To wit, with due respect to Charlotte Rampling’s brief,
potent performance as Alex’s demanding mother, the most tense interlude in
“London Spy” occurs not in her foreboding country estate, with its
echoes of “Rebecca,” but in the clinic where Danny awaits the results
of an HIV test. As the camera holds on Whishaw, fretting and pacing, for what
seems an interminable length of time, the series offers a reminder of the
tenacious, still-pervasive fear associated with the illness. I must admit that
the sequence unsettled me, first because I identified with Danny’s anxieties,
and then because I wondered if I, too, were guilty of treating HIV as though it
were deserving of shame.  

Though “London Spy” is not immune to cliché—surely
every investigation on television does not demand a Carrie Mathison-style
corkboard, pinned with clippings and tenuous connections—such complex, bracing stories
are not, even now, the medium’s status quo, and in its collection of intimate
close-ups and enticing twists, the series appears as content to ask questions
as it does to answer them. Referring to the early days of the AIDS crisis as
“a secret plague,” Scottie, the self-described “old queer,”
nods at the more salient point, which is that hiding from the truth is not a
solution but another, more fundamental problem: a closet within the closest, as
the ACT UP slogan had it, in which “Silence = Death.”
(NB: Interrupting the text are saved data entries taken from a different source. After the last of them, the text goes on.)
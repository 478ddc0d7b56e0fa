//! CSV append primitives shared by every log destination.
//!
//! A row is appended with the header-or-append discipline:
//!
//! - a missing (or empty) file is created and receives the header first;
//! - an existing file must carry the same set of field names, and the row is
//!   written in the file's column order;
//! - any other header is a [`DaqError::HeaderMismatch`] and nothing is written.
//!
//! Each append is encoded in memory and handed to the OS as a single
//! `write_all` on a file opened in append mode, so a reader never observes a
//! row split across two writes from this process.

use crate::error::{AppResult, DaqError};
use std::collections::HashSet;
use std::fs::{self, File, OpenOptions};
use std::io::Write;
use std::path::Path;

/// What an append did to the file.
#[derive(Clone, Copy, Debug, PartialEq, Eq)]
pub enum AppendOutcome {
    /// The file was new; header and row were written.
    Created,
    /// The row was appended under an existing header.
    Appended,
}

/// Reads the first record of a CSV file.
///
/// Returns `Ok(None)` for a missing or empty file.
pub fn read_header(path: &Path) -> AppResult<Option<Vec<String>>> {
    let file = match File::open(path) {
        Ok(file) => file,
        Err(e) if e.kind() == std::io::ErrorKind::NotFound => return Ok(None),
        Err(e) => return Err(DaqError::storage(path, e)),
    };
    let mut reader = csv::ReaderBuilder::new()
        .has_headers(false)
        .flexible(true)
        .from_reader(file);
    match reader.records().next() {
        Some(record) => Ok(Some(record?.iter().map(str::to_string).collect())),
        None => Ok(None),
    }
}

/// Appends one row to `path` using the header-or-append discipline.
///
/// `fields` and `values` are parallel: `values[i]` belongs in column
/// `fields[i]`. The parent directory is created if it is missing, but not its
/// ancestors, so an unreachable drive root still fails.
pub fn append_row(path: &Path, fields: &[String], values: &[String]) -> AppResult<AppendOutcome> {
    debug_assert_eq!(fields.len(), values.len());

    if let Some(parent) = path.parent() {
        if !parent.as_os_str().is_empty() && !parent.is_dir() {
            fs::create_dir(parent).map_err(|e| DaqError::storage(parent, e))?;
        }
    }

    let existing = read_header(path)?;
    let (header, row) = match &existing {
        None => (Some(fields), values.to_vec()),
        Some(found) => (None, order_for_header(path, found, fields, values)?),
    };

    let mut writer = csv::Writer::from_writer(Vec::new());
    if let Some(header) = header {
        writer.write_record(header)?;
    }
    writer.write_record(&row)?;
    let bytes = writer
        .into_inner()
        .map_err(|e| DaqError::storage(path, std::io::Error::other(e.to_string())))?;

    let mut file = OpenOptions::new()
        .create(true)
        .append(true)
        .open(path)
        .map_err(|e| DaqError::storage(path, e))?;
    file.write_all(&bytes)
        .map_err(|e| DaqError::storage(path, e))?;

    Ok(if existing.is_none() {
        AppendOutcome::Created
    } else {
        AppendOutcome::Appended
    })
}

/// Reorders `values` to match `found`, or reports a mismatch.
fn order_for_header(
    path: &Path,
    found: &[String],
    fields: &[String],
    values: &[String],
) -> AppResult<Vec<String>> {
    let mismatch = || DaqError::HeaderMismatch {
        path: path.to_path_buf(),
        expected: fields.to_vec(),
        found: found.to_vec(),
    };

    if found == fields {
        return Ok(values.to_vec());
    }
    let found_set: HashSet<&str> = found.iter().map(String::as_str).collect();
    let field_set: HashSet<&str> = fields.iter().map(String::as_str).collect();
    if found.len() != fields.len() || found_set != field_set {
        return Err(mismatch());
    }
    found
        .iter()
        .map(|name| {
            fields
                .iter()
                .position(|f| f == name)
                .map(|i| values[i].clone())
                .ok_or_else(mismatch)
        })
        .collect()
}
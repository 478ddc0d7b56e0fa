//! Custom error types for the logger.
//!
//! This module defines the primary error type, `DaqError`, for the whole crate.
//! Using the `thiserror` crate, it provides a centralized and consistent way to
//! handle everything that can go wrong between the serial port and the CSV files.
//!
//! ## Error Hierarchy
//!
//! `DaqError` groups failures by how far they are allowed to travel:
//!
//! - **Configuration** (`Config`, `Configuration`): the settings file could not be
//!   parsed or describes an impossible setup. Fatal, reported before acquisition.
//! - **Transport-fatal** (`Connection`, `SerialPortNotConnected`,
//!   `SerialFeatureDisabled`): the instrument cannot be reached. The run aborts.
//! - **Read-transient** (`SerialTimeout`, `Parse`) and **mapping-transient**
//!   (`MissingSample`): one acquisition cycle is unusable. The cycle is skipped.
//! - **Storage** (`Storage`, `Io`, `Csv`): a destination could not be written or
//!   read. `SaveGroup` turns these into fallbacks and log lines.
//! - **`HeaderMismatch`**: an existing CSV file disagrees with the configured
//!   channel set. Raised, never coerced.
//!
//! By using `#[from]`, `DaqError` can be created from the underlying error types,
//! so the `?` operator works throughout the crate.

use std::path::PathBuf;
use std::time::Duration;
use thiserror::Error;

/// Convenience alias for results using the application error type.
pub type AppResult<T> = std::result::Result<T, DaqError>;

/// Every failure the acquisition and logging pipeline can report.
#[derive(Error, Debug)]
pub enum DaqError {
    /// The configuration sources could not be parsed or merged.
    #[error("Configuration error: {0}")]
    Config(#[from] Box<figment::Error>),

    /// The configuration parsed but describes an invalid setup.
    #[error("Configuration validation error: {0}")]
    Configuration(String),

    /// Generic I/O failure not tied to a specific destination.
    #[error("I/O error: {0}")]
    Io(#[from] std::io::Error),

    /// CSV encoding or decoding failure.
    #[error("CSV error: {0}")]
    Csv(#[from] csv::Error),

    /// The transport could not be opened.
    #[error("Connection error: {0}")]
    Connection(String),

    /// An operation needed an open transport but there was none.
    #[error("Serial port not connected")]
    SerialPortNotConnected,

    /// The response terminator did not arrive in time.
    #[error("Serial read timeout after {0:?}")]
    SerialTimeout(Duration),

    /// The binary was built without serial support.
    #[error("Serial support not enabled. Rebuild with --features instrument_serial")]
    SerialFeatureDisabled,

    /// The instrument response was empty or held a non-numeric field.
    #[error("Parse error: {0}")]
    Parse(String),

    /// The instrument returned fewer samples than the scan list requires.
    #[error("Missing sample: channel index {index} but only {len} samples returned")]
    MissingSample {
        /// Logical index the channel expected.
        index: usize,
        /// Number of samples actually returned.
        len: usize,
    },

    /// A read was requested before `configure_channels` succeeded.
    #[error("Instrument channels have not been configured")]
    NotConfigured,

    /// Writing to or reading from a specific file failed.
    #[error("Storage error at {}: {source}", path.display())]
    Storage {
        /// File or directory involved.
        path: PathBuf,
        /// Underlying I/O error.
        #[source]
        source: std::io::Error,
    },

    /// An existing CSV header does not match the fields about to be written.
    #[error("Header mismatch in {}: expected {expected:?}, file has {found:?}", path.display())]
    HeaderMismatch {
        /// File whose header disagrees.
        path: PathBuf,
        /// Field names this write would produce.
        expected: Vec<String>,
        /// Field names present in the file.
        found: Vec<String>,
    },
}

impl DaqError {
    /// Wraps an I/O error together with the path it occurred on.
    pub fn storage(path: impl Into<PathBuf>, source: std::io::Error) -> Self {
        DaqError::Storage {
            path: path.into(),
            source,
        }
    }

    /// Returns true for errors that only invalidate the current acquisition cycle.
    pub fn is_transient(&self) -> bool {
        matches!(
            self,
            DaqError::SerialTimeout(_) | DaqError::Parse(_) | DaqError::MissingSample { .. }
        )
    }
}

impl From<figment::Error> for DaqError {
    fn from(err: figment::Error) -> Self {
        DaqError::Config(Box::new(err))
    }
}

#[cfg(test)]
mod tests {
    use super::*;

    #[test]
    fn test_error_display() {
        let err = DaqError::Parse("non-numeric field 'abc'".to_string());
        assert_eq!(err.to_string(), "Parse error: non-numeric field 'abc'");
    }

    #[test]
    fn test_transient_classification() {
        assert!(DaqError::Parse("empty".into()).is_transient());
        assert!(DaqError::MissingSample { index: 3, len: 2 }.is_transient());
        assert!(DaqError::SerialTimeout(Duration::from_secs(15)).is_transient());
        assert!(!DaqError::SerialPortNotConnected.is_transient());
        assert!(!DaqError::Connection("COM6".into()).is_transient());
    }

    #[test]
    fn test_header_mismatch_names_file() {
        let err = DaqError::HeaderMismatch {
            path: PathBuf::from("MagField 2024-01-15.csv"),
            expected: vec!["date".into(), "time".into(), "A".into()],
            found: vec!["date".into(), "time".into(), "B".into()],
        };
        assert!(err.to_string().contains("MagField 2024-01-15.csv"));
    }
}
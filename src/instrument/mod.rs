//! Instrument-side model: channels and the multimeter driver.

pub mod channel;
pub mod keithley;

pub use channel::{Channel, Conversion, ReferenceJunction, SenseFunction};
pub use keithley::Keithley2700;
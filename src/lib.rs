//! Core library for the keithley_logger application.
//!
//! This library drives a Keithley 2700 multimeter scanning a multiplexer card,
//! logs every scan to daily CSV files per save group (with error-log and backup
//! destinations), and reads those files back incrementally for plotting.
//!
//! The pieces, in data-flow order:
//!
//! - [`adapters`]: transports to the instrument (serial, simulated, mock)
//! - [`instrument`]: channels and the Keithley driver
//! - [`acquisition`]: the cycle loop tying driver and save groups together
//! - [`data`]: CSV save groups, the incremental loader and its table
//! - [`config`]: layered TOML + environment settings

pub mod acquisition;
pub mod adapters;
pub mod config;
pub mod data;
pub mod error;
pub mod instrument;

pub use acquisition::{AcquisitionController, ControllerState, CycleOutcome};
pub use error::{AppResult, DaqError};
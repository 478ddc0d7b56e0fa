//! Keithley 2700 multimeter driver
//!
//! This module drives a Keithley 2700 (with a 7700-series multiplexer card) over
//! any [`Transport`]. The driver owns the transport, sends the setup preamble
//! once per session, programs the scan list from a list of [`Channel`]s, and
//! turns `READ?` responses into sample vectors.
//!
//! ## Scan order
//!
//! The order channels are handed to [`Keithley2700::configure_channels`] is the
//! order the instrument returns readings in. Each channel's logical index is
//! set to its position in that list, so the same list must not be reordered
//! between configuration and reading without configuring again.

use crate::adapters::Transport;
use crate::error::{AppResult, DaqError};
use crate::instrument::Channel;
use std::time::Duration;
use tracing::{debug, info};

/// Commands sent once after the port opens, in order.
pub const PREAMBLE: [&str; 8] = [
    "*RST",
    "SYST:PRES",
    "SYST:BEEP OFF",
    "TRAC:CLE",
    "TRAC:CLE:AUTO OFF",
    "INIT:CONT OFF",
    "TRIG:COUN 1",
    "FORM:ELEM READ",
];

/// Triggers one scan and returns its readings.
pub const READ_COMMAND: &str = "READ?";

/// Keithley 2700 driver
pub struct Keithley2700 {
    transport: Box<dyn Transport>,
    inter_command_delay: Duration,
    scan_len: Option<usize>,
}

impl Keithley2700 {
    /// Creates a driver around an unopened transport.
    pub fn new(transport: Box<dyn Transport>) -> Self {
        Self {
            transport,
            inter_command_delay: Duration::from_millis(250),
            scan_len: None,
        }
    }

    /// Sets the pause between preamble commands.
    pub fn with_inter_command_delay(mut self, delay: Duration) -> Self {
        self.inter_command_delay = delay;
        self
    }

    /// Number of channels in the programmed scan list, if configured.
    pub fn scan_len(&self) -> Option<usize> {
        self.scan_len
    }

    /// Opens the transport, sends the preamble and flushes stale input.
    ///
    /// A failure here is fatal: the caller must not start acquiring.
    pub async fn connect(&mut self) -> AppResult<()> {
        self.transport.open().await.map_err(|e| match e {
            DaqError::Connection(_) | DaqError::SerialFeatureDisabled => e,
            other => DaqError::Connection(other.to_string()),
        })?;
        info!("Connected to device at {}", self.transport.name());

        for command in PREAMBLE {
            self.send_one(command).await?;
            if !self.inter_command_delay.is_zero() {
                tokio::time::sleep(self.inter_command_delay).await;
            }
        }
        self.transport.flush_input().await?;
        self.scan_len = None;
        Ok(())
    }

    /// Sends a single command.
    pub async fn send_one(&mut self, command: &str) -> AppResult<()> {
        debug!("writing: {}", command);
        self.transport.send(command).await
    }

    /// Sends each command in order.
    pub async fn send_many<S: AsRef<str>>(&mut self, commands: &[S]) -> AppResult<()> {
        for command in commands {
            self.send_one(command.as_ref()).await?;
        }
        Ok(())
    }

    /// Programs the scan list.
    ///
    /// Assigns each channel its 0-based position as logical index, sends its
    /// setup commands, then the scan-list, sample-count and list-select
    /// commands. Returns the number of channels configured.
    pub async fn configure_channels<'a, I>(&mut self, channels: I) -> AppResult<usize>
    where
        I: IntoIterator<Item = &'a mut Channel>,
    {
        let mut ports = Vec::new();
        for (index, channel) in channels.into_iter().enumerate() {
            channel.assign_index(index);
            self.send_many(channel.init_commands()).await?;
            info!(
                "Initialized logical channel {}: {} at Keithley port ({})",
                index,
                channel.name(),
                channel.hard_port()
            );
            ports.push(channel.hard_port());
        }

        self.send_one(&scan_list_command(&ports)).await?;
        self.send_one(&format!("SAMP:COUN {}", ports.len())).await?;
        self.send_one("ROUT:SCAN:LSEL INT").await?;

        self.scan_len = Some(ports.len());
        Ok(ports.len())
    }

    /// Triggers a scan and parses the readings.
    ///
    /// Pending input is discarded first, so a reply that arrived after an
    /// earlier timeout is never taken for this scan. An empty or non-numeric
    /// response is a [`DaqError::Parse`]; the caller should skip the cycle
    /// rather than stop.
    pub async fn read(&mut self) -> AppResult<Vec<f64>> {
        self.transport.flush_input().await?;
        self.send_one(READ_COMMAND).await?;
        let response = self.transport.read_response().await?;
        parse_readings(&response)
    }

    /// Releases the transport. Safe to call more than once.
    pub async fn close(&mut self) -> AppResult<()> {
        if self.transport.is_open() {
            info!("Closing serial connection with {}", self.transport.name());
        }
        self.scan_len = None;
        self.transport.close().await
    }
}

/// Builds `ROUT:SCAN (@p1,p2,...)` with ports in the given order.
pub fn scan_list_command(ports: &[u32]) -> String {
    let list = ports
        .iter()
        .map(u32::to_string)
        .collect::<Vec<_>>()
        .join(",");
    format!("ROUT:SCAN (@{})", list)
}

/// Parses a comma-separated reading list.
pub fn parse_readings(response: &str) -> AppResult<Vec<f64>> {
    let trimmed = response.trim();
    if trimmed.is_empty() {
        return Err(DaqError::Parse("Received nothing from Keithley".to_string()));
    }
    trimmed
        .split(',')
        .map(|field| {
            let field = field.trim();
            field.parse::<f64>().map_err(|_| {
                DaqError::Parse(format!(
                    "non-numeric field '{}' in response '{}'",
                    field, trimmed
                ))
            })
        })
        .collect()
}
To function as both an espionage drama and a shadow history
of gay liberation is no mean feat, and yet “London Spy” manages this
delicate balance with aplomb. Its argument against pretending that the private
is apolitical is so compelling that even Scottie’s description of entrapment by
interrogation becomes a clarion call to speak—and to fuck—freely. “Those
systems of oppression, as ruthless as they appear, as unbeatable as they seem,
never hold, never last, never survive,” he tells Danny at one point,
“for we will not live in fear.”

“London Spy”
premieres Thursday, January 21 at 10pm on BBC America.